[RECORDS SHOWN Boundary: Start]
//! Owner of the live database for an unlocked session.
//!
//! The relational engine runs entirely in memory. The only on-disk form of
//! the database is the encrypted blob at `db_path`, rewritten through a
//! staged temp file and rename after every committed write.
//!
//! Every operation that touches the session or the primary file (save,
//! rekey, export, restore, unload) holds the same mutex, so they never
//! interleave and a lock request waits for an in-flight write to finish.

use crate::atomic::{self, write_atomic};
use crate::codec;
use crate::crypto::EncryptionKey;
use crate::error::{Result, VaultError};
use crate::migrations::SchemaMigrator;
use chrono::{DateTime, Utc};
use parking_lot::Mutex;
use rusqlite::serialize::OwnedData;
use rusqlite::{ffi, Connection, DatabaseName, Transaction};
use std::fs;
use std::io;
use std::path::{Path, PathBuf};
use std::ptr::NonNull;
use tracing::{debug, info, warn};

struct Session {
    conn: Connection,
    key: EncryptionKey,
    opened_at: DateTime<Utc>,
}

/// Encrypted export of the live image plus whatever the caller read from the
/// same snapshot.
#[derive(Debug)]
pub struct Export<T> {
    pub blob: Vec<u8>,
    pub key_fingerprint: String,
    pub extra: T,
}

pub struct PersistenceCoordinator {
    db_path: PathBuf,
    migrator: SchemaMigrator,
    session: Mutex<Option<Session>>,
}

impl PersistenceCoordinator {
    pub fn new(db_path: impl AsRef<Path>) -> Self {
        Self::with_migrator(db_path, SchemaMigrator::standard())
    }

    pub fn with_migrator(db_path: impl AsRef<Path>, migrator: SchemaMigrator) -> Self {
        Self {
            db_path: db_path.as_ref().to_path_buf(),
            migrator,
            session: Mutex::new(None),
        }
    }

    pub fn db_path(&self) -> &Path {
        &self.db_path
    }

    pub fn is_loaded(&self) -> bool {
        self.session.lock().is_some()
    }

    pub fn opened_at(&self) -> Option<DateTime<Utc>> {
        self.session.lock().as_ref().map(|s| s.opened_at)
    }

    pub fn key_fingerprint(&self) -> Option<String> {
        self.session.lock().as_ref().map(|s| s.key.fingerprint())
    }

    /// Start a brand-new database under `key` and write it out.
    pub fn create(&self, key: &EncryptionKey) -> Result<()> {
        let mut guard = self.session.lock();
        if self.db_path.exists() {
            return Err(VaultError::AlreadyInitialized);
        }
        let mut conn = open_image(&[])?;
        self.migrator.run(&mut conn)?;
        let session = Session {
            conn,
            key: key.clone(),
            opened_at: Utc::now(),
        };
        self.persist(&session)?;
        *guard = Some(session);
        info!(path = %self.db_path.display(), "created database");
        Ok(())
    }

    /// Decrypt the primary file into a live session and bring its schema up
    /// to date. A wrong key and a damaged file both yield `DecryptionFailed`.
    pub fn load(&self, key: &EncryptionKey) -> Result<()> {
        let mut guard = self.session.lock();
        atomic::cleanup_orphans(&self.db_path);
        let mut conn = self.read_primary(key)?;
        let applied = self.migrator.run(&mut conn)?;
        let session = Session {
            conn,
            key: key.clone(),
            opened_at: Utc::now(),
        };
        if !applied.is_empty() {
            self.persist(&session)?;
        }
        *guard = Some(session);
        info!(migrations = applied.len(), "database loaded");
        Ok(())
    }

    /// Drop the session. The key and the engine handle go with it. Waits for
    /// any save, rekey or export in progress.
    pub fn unload(&self) -> bool {
        let had_session = self.session.lock().take().is_some();
        if had_session {
            info!("database session closed");
        }
        had_session
    }

    /// Run a read-only closure against the live database.
    pub fn read<T, F>(&self, f: F) -> Result<T>
    where
        F: FnOnce(&Connection) -> rusqlite::Result<T>,
    {
        let guard = self.session.lock();
        let session = guard.as_ref().ok_or(VaultError::Locked)?;
        session.conn.execute_batch("PRAGMA query_only = ON;")?;
        let result = f(&session.conn);
        session.conn.execute_batch("PRAGMA query_only = OFF;")?;
        Ok(result?)
    }

    /// Run `f` in a transaction, commit, then save the image. If the save
    /// fails the in-memory database is reloaded from the primary file so it
    /// does not run ahead of what is on disk.
    pub fn write<T, F>(&self, f: F) -> Result<T>
    where
        F: FnOnce(&Transaction<'_>) -> rusqlite::Result<T>,
    {
        let mut guard = self.session.lock();
        let session = guard.as_mut().ok_or(VaultError::Locked)?;
        let value = {
            let tx = session.conn.transaction()?;
            let value = f(&tx)?;
            tx.commit()?;
            value
        };
        if let Err(err) = self.persist(session) {
            warn!(error = %err, "write-through save failed; reloading last saved image");
            match self.read_primary(&session.key) {
                Ok(conn) => session.conn = conn,
                Err(reload_err) => warn!(error = %reload_err, "reloading saved image failed"),
            }
            return Err(err);
        }
        Ok(value)
    }

    pub fn execute<P: rusqlite::Params>(&self, sql: &str, params: P) -> Result<usize> {
        self.write(|tx| tx.execute(sql, params))
    }

    pub fn save(&self) -> Result<()> {
        let guard = self.session.lock();
        let session = guard.as_ref().ok_or(VaultError::Locked)?;
        self.persist(session)
    }

    /// Re-encrypt the primary file under `new_key`. The session switches to
    /// the new key only after the renamed file is on disk.
    pub fn rekey(&self, new_key: &EncryptionKey) -> Result<()> {
        let mut guard = self.session.lock();
        let session = guard.as_mut().ok_or(VaultError::Locked)?;
        let blob = encode_conn(&session.conn, new_key)?;
        write_atomic(&self.db_path, &blob)?;
        session.key = new_key.clone();
        info!(fingerprint = %new_key.fingerprint(), "database rekeyed");
        Ok(())
    }

    /// Fresh encryption of the live image; the primary file is not touched.
    pub fn export_encrypted(&self) -> Result<Vec<u8>> {
        Ok(self.export_with(|_| Ok(()))?.blob)
    }

    pub fn export_with<T, F>(&self, f: F) -> Result<Export<T>>
    where
        F: FnOnce(&Connection) -> rusqlite::Result<T>,
    {
        let guard = self.session.lock();
        let session = guard.as_ref().ok_or(VaultError::Locked)?;
        let extra = f(&session.conn)?;
        let blob = encode_conn(&session.conn, &session.key)?;
        Ok(Export {
            blob,
            key_fingerprint: session.key.fingerprint(),
            extra,
        })
    }

    /// Install `blob` as the primary file. With a live session the blob must
    /// decrypt under the session key and replaces the live image as well.
    pub fn replace_primary(&self, blob: &[u8]) -> Result<()> {
        codec::inspect(blob).map_err(VaultError::restore)?;
        let mut guard = self.session.lock();
        match guard.as_mut() {
            Some(session) => {
                let plaintext = codec::decode(blob, &session.key).map_err(|_| {
                    VaultError::RestoreFailed(
                        "backup is not encrypted with the current vault key".into(),
                    )
                })?;
                let mut conn = open_image(&plaintext)?;
                self.migrator.run(&mut conn)?;
                let fresh = encode_conn(&conn, &session.key)?;
                write_atomic(&self.db_path, &fresh)?;
                session.conn = conn;
            }
            None => write_atomic(&self.db_path, blob)?,
        }
        info!(path = %self.db_path.display(), "primary database replaced");
        Ok(())
    }

    /// Close the session and delete the primary file.
    pub fn discard_primary(&self) -> Result<bool> {
        let mut guard = self.session.lock();
        guard.take();
        match fs::remove_file(&self.db_path) {
            Ok(()) => {
                warn!(path = %self.db_path.display(), "primary database removed");
                Ok(true)
            }
            Err(e) if e.kind() == io::ErrorKind::NotFound => Ok(false),
            Err(e) => Err(e.into()),
        }
    }

    fn persist(&self, session: &Session) -> Result<()> {
        let blob = encode_conn(&session.conn, &session.key)?;
        write_atomic(&self.db_path, &blob)?;
        debug!(bytes = blob.len(), "saved database image");
        Ok(())
    }

    fn read_primary(&self, key: &EncryptionKey) -> Result<Connection> {
        let blob = match fs::read(&self.db_path) {
            Ok(bytes) => bytes,
            Err(e) if e.kind() == io::ErrorKind::NotFound => {
                return Err(VaultError::DatabaseMissing(self.db_path.display().to_string()))
            }
            Err(e) => return Err(e.into()),
        };
        let plaintext = codec::decode(&blob, key)?;
        open_image(&plaintext)
    }
}

fn encode_conn(conn: &Connection, key: &EncryptionKey) -> Result<Vec<u8>> {
    let image = conn.serialize(DatabaseName::Main)?;
    codec::encode(&image, key)
}

fn open_image(plaintext: &[u8]) -> Result<Connection> {
    let mut conn = Connection::open_in_memory()?;
    if !plaintext.is_empty() {
        conn.deserialize(DatabaseName::Main, owned_image(plaintext)?, false)?;
        conn.query_row("SELECT COUNT(*) FROM sqlite_master", [], |row| {
            row.get::<_, i64>(0)
        })?;
    }
    conn.execute_batch("PRAGMA foreign_keys = ON;")?;
    Ok(conn)
}

fn owned_image(bytes: &[u8]) -> Result<OwnedData> {
    // SAFETY: the buffer is allocated by sqlite3_malloc64 with exactly
    // `bytes.len()` bytes and fully initialized before ownership passes to
    // OwnedData, which frees it through SQLite.
    unsafe {
        let raw = ffi::sqlite3_malloc64(bytes.len() as u64) as *mut u8;
        let ptr = NonNull::new(raw).ok_or_else(|| {
            VaultError::Io(io::Error::new(
                io::ErrorKind::OutOfMemory,
                "cannot allocate database image",
            ))
        })?;
        std::ptr::copy_nonoverlapping(bytes.as_ptr(), ptr.as_ptr(), bytes.len());
        Ok(OwnedData::from_raw_nonnull(ptr, bytes.len()))
    }
}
[RECORDS SHOWN Boundary: End]
** PROBLEM TO WORK ON **
Here the output must be the lines above from the line with "use rusqlite::serialize::OwnedData;" to the line with "pub fn new(db_path: impl", both included, duplicated word for word and nothing else.

** ANSWER FOR THE TASK **
use rusqlite::serialize::OwnedData;
use rusqlite::{ffi, Connection, DatabaseName, Transaction};
use std::fs;
use std::io;
use std::path::{Path, PathBuf};
use std::ptr::NonNull;
use tracing::{debug, info, warn};

struct Session {
    conn: Connection,
    key: EncryptionKey,
    opened_at: DateTime<Utc>,
}

/// Encrypted export of the live image plus whatever the caller read from the
/// same snapshot.
#[derive(Debug)]
pub struct Export<T> {
    pub blob: Vec<u8>,
    pub key_fingerprint: String,
    pub extra: T,
}

pub struct PersistenceCoordinator {
    db_path: PathBuf,
    migrator: SchemaMigrator,
    session: Mutex<Option<Session>>,
}

impl PersistenceCoordinator {
    pub fn new(db_path: impl AsRef<Path>) -> Self {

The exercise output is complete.